第二部第十七話 思い通りにならないこの世界で 二



■ 世界歴2018年5月8日 第76行政区魔法大学校附属白魔法治療院

  南病棟8階 802号室



 佳苗さんが倒れてから二カ月が過ぎた。身体の傷は徐々に回復している。ただ、髪や肌の色は日を追うごとに薄くなっているように見え、それと呼応するかのように起きている時間が短くなっている。最近は何日かに一度、目を覚まさない日があって、その度に僕は心臓を誰かに締め付けられているかのように息苦しくなる。



 今日も、まだ目を覚ましていない。



 定時に様子を見に来る附属治療院の先生や看護師の人以外、たまに斉藤先生や松田先生が来ることはあっても、その他の人が訪れることはなく、僕だけがずっとこの病室に居る。晴れの日は少しだけ窓を開けているのだけれど、今日は外は小雨が降っていて閉め切っている。佳苗さんの胸はリズムよく上下に動き、本当にただ眠っているだけのように見える。

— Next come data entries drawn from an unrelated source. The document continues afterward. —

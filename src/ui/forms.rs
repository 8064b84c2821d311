use ratatui::style::{Color, Style};
use ratatui::text::{Line, Span};

use crate::db::store::{ColumnSpec, FieldKind};

/// One generic input form driven by the same column specs the record store
/// validates with. Every panel builds its forms from this type instead of
/// carrying a bespoke struct per feature.
pub(crate) struct Form {
    columns: &'static [ColumnSpec],
    values: Vec<String>,
    seeds: Vec<String>,
    active: usize,
    pub(crate) error: Option<String>,
}

impl Form {
    pub(crate) fn new(columns: &'static [ColumnSpec]) -> Self {
        Self {
            columns,
            values: vec![String::new(); columns.len()],
            seeds: vec![String::new(); columns.len()],
            active: 0,
            error: None,
        }
    }

    /// Pre-fill one field and remember the value so [`Form::clear`] restores
    /// it after a successful submit.
    pub(crate) fn seed(&mut self, index: usize, value: String) {
        self.values[index] = value.clone();
        self.seeds[index] = value;
    }

    pub(crate) fn len(&self) -> usize {
        self.columns.len()
    }

    pub(crate) fn active(&self) -> usize {
        self.active
    }

    pub(crate) fn focus_first(&mut self) {
        self.active = 0;
    }

    pub(crate) fn focus_last(&mut self) {
        self.active = self.columns.len().saturating_sub(1);
    }

    /// Advance focus to the next field; returns false when focus would fall
    /// off the end, letting the panel move on to its next section.
    pub(crate) fn next_field(&mut self) -> bool {
        if self.active + 1 < self.columns.len() {
            self.active += 1;
            true
        } else {
            false
        }
    }

    /// Mirror of [`Form::next_field`] for backwards traversal.
    pub(crate) fn prev_field(&mut self) -> bool {
        if self.active > 0 {
            self.active -= 1;
            true
        } else {
            false
        }
    }

    /// Append a character to the active field. Numeric fields admit digits
    /// plus `-` and `.` so signed and fractional input reaches the parser;
    /// parse-ability at submit time remains the only real check.
    pub(crate) fn push_char(&mut self, ch: char) -> bool {
        let accepted = match self.columns[self.active].kind {
            FieldKind::Text => !ch.is_control(),
            FieldKind::Integer => ch.is_ascii_digit() || ch == '-',
            FieldKind::Real => ch.is_ascii_digit() || ch == '-' || ch == '.',
        };
        if accepted {
            self.values[self.active].push(ch);
            self.error = None;
        }
        accepted
    }

    pub(crate) fn backspace(&mut self) {
        self.values[self.active].pop();
        self.error = None;
    }

    pub(crate) fn values(&self) -> Vec<&str> {
        self.values.iter().map(String::as_str).collect()
    }

    /// Reset to the seeded state after a successful submit.
    pub(crate) fn clear(&mut self) {
        self.values = self.seeds.clone();
        self.active = 0;
        self.error = None;
    }

    /// Render a single labelled field line. `focused` tells the form whether
    /// the panel currently owns the keyboard, so the active highlight does not
    /// linger while the user is back in the sidebar.
    pub(crate) fn build_line(&self, index: usize, focused: bool) -> Line<'static> {
        let column = &self.columns[index];
        let value = &self.values[index];
        let is_active = focused && index == self.active;

        let placeholder = if column.required {
            "<required>"
        } else {
            "<optional>"
        };
        let display = if value.is_empty() {
            placeholder.to_string()
        } else {
            value.clone()
        };

        let style = if is_active {
            Style::default().fg(Color::Yellow)
        } else if value.is_empty() {
            Style::default().fg(Color::DarkGray)
        } else {
            Style::default()
        };

        Line::from(vec![
            Span::raw(format!("{}: ", column.label)),
            Span::styled(display, style),
        ])
    }

    /// Character count of the active field, used for cursor placement.
    pub(crate) fn active_value_len(&self) -> usize {
        self.values[self.active].chars().count()
    }

    /// Label prefix width of the active field, used for cursor placement.
    pub(crate) fn active_label_len(&self) -> usize {
        self.columns[self.active].label.chars().count() + 2
    }
}

#[cfg(test)]
mod tests {
    use super::*;

    const FIELDS: &[ColumnSpec] = &[
        ColumnSpec {
            column: "name",
            label: "Name",
            kind: FieldKind::Text,
            required: true,
        },
        ColumnSpec {
            column: "quantity",
            label: "Quantity",
            kind: FieldKind::Integer,
            required: true,
        },
    ];

    #[test]
    fn integer_field_rejects_letters_but_admits_minus() {
        let mut form = Form::new(FIELDS);
        assert!(form.next_field());
        assert!(!form.push_char('x'));
        assert!(form.push_char('-'));
        assert!(form.push_char('5'));
        assert_eq!(form.values()[1], "-5");
    }

    #[test]
    fn text_field_rejects_control_characters() {
        let mut form = Form::new(FIELDS);
        assert!(!form.push_char('\t'));
        assert!(form.push_char('A'));
        assert_eq!(form.values()[0], "A");
    }

    #[test]
    fn clear_restores_seeded_values() {
        let mut form = Form::new(FIELDS);
        form.seed(1, "30".to_string());
        form.push_char('B');
        assert!(form.next_field());
        form.backspace();
        form.clear();
        assert_eq!(form.values(), vec!["", "30"]);
        assert_eq!(form.active(), 0);
    }

    #[test]
    fn focus_stops_at_both_ends() {
        let mut form = Form::new(FIELDS);
        assert!(!form.prev_field());
        assert!(form.next_field());
        assert!(!form.next_field());
        assert_eq!(form.active(), 1);
    }

    #[test]
    fn editing_clears_a_stale_error() {
        let mut form = Form::new(FIELDS);
        form.error = Some("Name is required.".to_string());
        form.push_char('A');
        assert!(form.error.is_none());
    }
}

 僕はこの二カ月の間、ほとんど何もせずに病室に置いてあるパイプ椅子に座りながら、ずっと佳苗さんを見ている。その間に、黎花と名乗っていた彼女が正式に退学し、事件のあった防爆実験棟は名目上は改修工事のために一時閉鎖になり、町田さんが第76行政区魔法大学このだいがくを去った。町田さんはこの部屋を訪れて、眠っている佳苗さんに向かってただ一言「ごめん」とだけ言って、そのまま姿を消した。それ以外この病室では何も起こらず、ただゆっくりと時間が過ぎている。


 僕はどこかで少しずつこの状況に慣れてきているようにも感じていた。




■■

 十一時を少し回ったくらいに扉の開く音がして、まだ担当の白魔導士が来るには早いと後ろを振り返ると、年配の女性が立っている。手には大きな包みを持っていて、目が合い僕が軽く会釈をすると、ハッと驚いたような顔をする。その後で優しそうな表情を浮かべ、「隣、いいかい?」と誰も座っていない僕の横の椅子を指さす。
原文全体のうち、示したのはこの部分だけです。